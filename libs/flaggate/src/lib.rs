#![warn(warnings)]

// Core modules
pub mod claims;
pub mod decision;
pub mod errors;
pub mod features;
pub mod flag;
pub mod traits;

pub mod bucket;
pub mod enforcer;
pub mod evaluator;
pub mod route_policy;
pub mod rules;

// Registry modules
pub mod claims_error;
pub mod config;
pub mod config_error;
pub mod metrics;
pub mod registry;
pub mod snapshot;
pub mod source;

#[cfg(feature = "axum-ext")]
pub mod axum_ext;

// Core exports
pub use claims::{ClaimsExtractor, IdentityClaims};
pub use decision::{Decision, ReasonCode};
pub use errors::GateError;
pub use flag::{Attribute, Condition, Effect, FeatureFlag, FlagState, Operator, RuleValue, TargetingRule};
pub use traits::FlagRoutePolicy;

pub use enforcer::{DecisionEnforcer, Forbidden};
pub use evaluator::PolicyEvaluator;
pub use route_policy::StaticRoutePolicy;

// Registry exports
pub use claims_error::ClaimsError;
pub use config::{
    CacheConfig, ClaimsConfig, GateConfig, RegistryConfig, RouteConfig, build_claims_extractor,
    build_flag_registry, build_flag_source, build_route_policy,
};
pub use config_error::ConfigError;
pub use metrics::{GateEvent, GateMetricLabels, GateMetrics, LoggingMetrics, NoOpMetrics};
pub use registry::{FlagRegistry, RegistryStatus, run_refresh_task};
pub use snapshot::FlagSnapshot;
pub use source::{
    FetchOutcome, FileFlagSource, FlagSource, HttpFlagSource, RegistryDocument, SourceError,
    StaticFlagSource,
};
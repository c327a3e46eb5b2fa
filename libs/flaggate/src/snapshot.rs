//! Immutable view of the registry at one point in time.

use crate::flag::FeatureFlag;
use std::collections::HashMap;
use std::sync::Arc;
use std::time::Duration;
use time::OffsetDateTime;
use tokio::time::Instant;

/// All known flags as of one successful fetch.
///
/// Never mutated after construction; refreshes build a new snapshot and swap it in.
#[derive(Debug, Clone)]
pub struct FlagSnapshot {
    flags: Arc<HashMap<String, Arc<FeatureFlag>>>,
    version: String,
    fetched_at: Instant,
    fetched_at_utc: OffsetDateTime,
}

impl FlagSnapshot {
    /// Build a snapshot from a full flag set, dropping invalid definitions
    #[must_use]
    pub fn from_flags(flags: Vec<FeatureFlag>, version: impl Into<String>) -> Self {
        let mut map = HashMap::with_capacity(flags.len());
        for flag in flags {
            insert_valid(&mut map, flag);
        }
        Self::with_map(map, version.into())
    }

    /// New snapshot with `upserted` replacing or adding flags and `removed` keys dropped
    #[must_use]
    pub fn apply_delta(
        &self,
        upserted: Vec<FeatureFlag>,
        removed: &[String],
        version: impl Into<String>,
    ) -> Self {
        let mut map = (*self.flags).clone();
        for key in removed {
            map.remove(key);
        }
        for flag in upserted {
            insert_valid(&mut map, flag);
        }
        Self::with_map(map, version.into())
    }

    /// Same flags, marked as confirmed fresh now
    #[must_use]
    pub fn refreshed(&self) -> Self {
        Self {
            flags: Arc::clone(&self.flags),
            version: self.version.clone(),
            fetched_at: Instant::now(),
            fetched_at_utc: OffsetDateTime::now_utc(),
        }
    }

    fn with_map(flags: HashMap<String, Arc<FeatureFlag>>, version: String) -> Self {
        Self {
            flags: Arc::new(flags),
            version,
            fetched_at: Instant::now(),
            fetched_at_utc: OffsetDateTime::now_utc(),
        }
    }

    #[must_use]
    pub fn get(&self, key: &str) -> Option<&Arc<FeatureFlag>> {
        self.flags.get(key)
    }

    /// Registry version this snapshot was built from
    #[must_use]
    pub fn version(&self) -> &str {
        &self.version
    }

    #[must_use]
    pub fn len(&self) -> usize {
        self.flags.len()
    }

    #[must_use]
    pub fn is_empty(&self) -> bool {
        self.flags.is_empty()
    }

    /// Flags sorted by key
    #[must_use]
    pub fn flags(&self) -> Vec<Arc<FeatureFlag>> {
        let mut flags: Vec<_> = self.flags.values().cloned().collect();
        flags.sort_by(|a, b| a.key.cmp(&b.key));
        flags
    }

    /// Time since the registry last confirmed this content
    #[must_use]
    pub fn age(&self) -> Duration {
        self.fetched_at.elapsed()
    }

    #[must_use]
    pub fn fetched_at(&self) -> OffsetDateTime {
        self.fetched_at_utc
    }
}

fn insert_valid(map: &mut HashMap<String, Arc<FeatureFlag>>, flag: FeatureFlag) {
    match flag.validate() {
        Ok(()) => {
            map.insert(flag.key.clone(), Arc::new(flag));
        }
        Err(e) => {
            tracing::warn!(flag = %flag.key, error = %e, "Dropping invalid flag definition");
            map.remove(&flag.key);
        }
    }
}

■ ■ ■

** Task details **
Using the listing above, print every entry verbatim.

** Result of the task **
filename libs/flaggate/src/lib.rs
#![warn(warnings)]

// Core modules
pub mod claims;
pub mod decision;
pub mod errors;
pub mod features;
pub mod flag;
pub mod traits;

pub mod bucket;
pub mod enforcer;
pub mod evaluator;
pub mod route_policy;
pub mod rules;

// Registry modules
pub mod claims_error;
pub mod config;
pub mod config_error;
pub mod metrics;
pub mod registry;
pub mod snapshot;
pub mod source;

#[cfg(feature = "axum-ext")]
pub mod axum_ext;

// Core exports
pub use claims::{ClaimsExtractor, IdentityClaims};
pub use decision::{Decision, ReasonCode};
pub use errors::GateError;
pub use flag::{Attribute, Condition, Effect, FeatureFlag, FlagState, Operator, RuleValue, TargetingRule};
pub use traits::FlagRoutePolicy;

pub use enforcer::{DecisionEnforcer, Forbidden};
pub use evaluator::PolicyEvaluator;
pub use route_policy::StaticRoutePolicy;

// Registry exports
pub use claims_error::ClaimsError;
pub use config::{
    CacheConfig, ClaimsConfig, GateConfig, RegistryConfig, RouteConfig, build_claims_extractor,
    build_flag_registry, build_flag_source, build_route_policy,
};
pub use config_error::ConfigError;
pub use metrics::{GateEvent, GateMetricLabels, GateMetrics, LoggingMetrics, NoOpMetrics};
pub use registry::{FlagRegistry, RegistryStatus, run_refresh_task};
pub use snapshot::FlagSnapshot;
pub use source::{
    FetchOutcome, FileFlagSource, FlagSource, HttpFlagSource, RegistryDocument, SourceError,
    StaticFlagSource,
};
repository c327a3e46eb5b2fa
filename libs/flaggate/src/snapshot.rs
//! Immutable view of the registry at one point in time.

use crate::flag::FeatureFlag;
use std::collections::HashMap;
use std::sync::Arc;
use std::time::Duration;
use time::OffsetDateTime;
use tokio::time::Instant;

/// All known flags as of one successful fetch.
///
/// Never mutated after construction; refreshes build a new snapshot and swap it in.
#[derive(Debug, Clone)]
pub struct FlagSnapshot {
    flags: Arc<HashMap<String, Arc<FeatureFlag>>>,
    version: String,
    fetched_at: Instant,
    fetched_at_utc: OffsetDateTime,
}

impl FlagSnapshot {
    /// Build a snapshot from a full flag set, dropping invalid definitions
    #[must_use]
    pub fn from_flags(flags: Vec<FeatureFlag>, version: impl Into<String>) -> Self {
        let mut map = HashMap::with_capacity(flags.len());
        for flag in flags {
            insert_valid(&mut map, flag);
        }
        Self::with_map(map, version.into())
    }

    /// New snapshot with `upserted` replacing or adding flags and `removed` keys dropped
    #[must_use]
    pub fn apply_delta(
        &self,
        upserted: Vec<FeatureFlag>,
        removed: &[String],
        version: impl Into<String>,
    ) -> Self {
        let mut map = (*self.flags).clone();
        for key in removed {
            map.remove(key);
        }
        for flag in upserted {
            insert_valid(&mut map, flag);
        }
        Self::with_map(map, version.into())
    }

    /// Same flags, marked as confirmed fresh now
    #[must_use]
    pub fn refreshed(&self) -> Self {
        Self {
            flags: Arc::clone(&self.flags),
            version: self.version.clone(),
            fetched_at: Instant::now(),
            fetched_at_utc: OffsetDateTime::now_utc(),
        }
    }

    fn with_map(flags: HashMap<String, Arc<FeatureFlag>>, version: String) -> Self {
        Self {
            flags: Arc::new(flags),
            version,
            fetched_at: Instant::now(),
            fetched_at_utc: OffsetDateTime::now_utc(),
        }
    }

    #[must_use]
    pub fn get(&self, key: &str) -> Option<&Arc<FeatureFlag>> {
        self.flags.get(key)
    }

    /// Registry version this snapshot was built from
    #[must_use]
    pub fn version(&self) -> &str {
        &self.version
    }

    #[must_use]
    pub fn len(&self) -> usize {
        self.flags.len()
    }

    #[must_use]
    pub fn is_empty(&self) -> bool {
        self.flags.is_empty()
    }

    /// Flags sorted by key
    #[must_use]
    pub fn flags(&self) -> Vec<Arc<FeatureFlag>> {
        let mut flags: Vec<_> = self.flags.values().cloned().collect();
        flags.sort_by(|a, b| a.key.cmp(&b.key));
        flags
    }

    /// Time since the registry last confirmed this content
    #[must_use]
    pub fn age(&self) -> Duration {
        self.fetched_at.elapsed()
    }

    #[must_use]
    pub fn fetched_at(&self) -> OffsetDateTime {
        self.fetched_at_utc
    }
}

fn insert_valid(map: &mut HashMap<String, Arc<FeatureFlag>>, flag: FeatureFlag) {
    match flag.validate() {
        Ok(()) => {
            map.insert(flag.key.clone(), Arc::new(flag));
        }
        Err(e) => {
            tracing::warn!(flag = %flag.key, error = %e, "Dropping invalid flag definition");
            map.remove(&flag.key);
        }
    }
}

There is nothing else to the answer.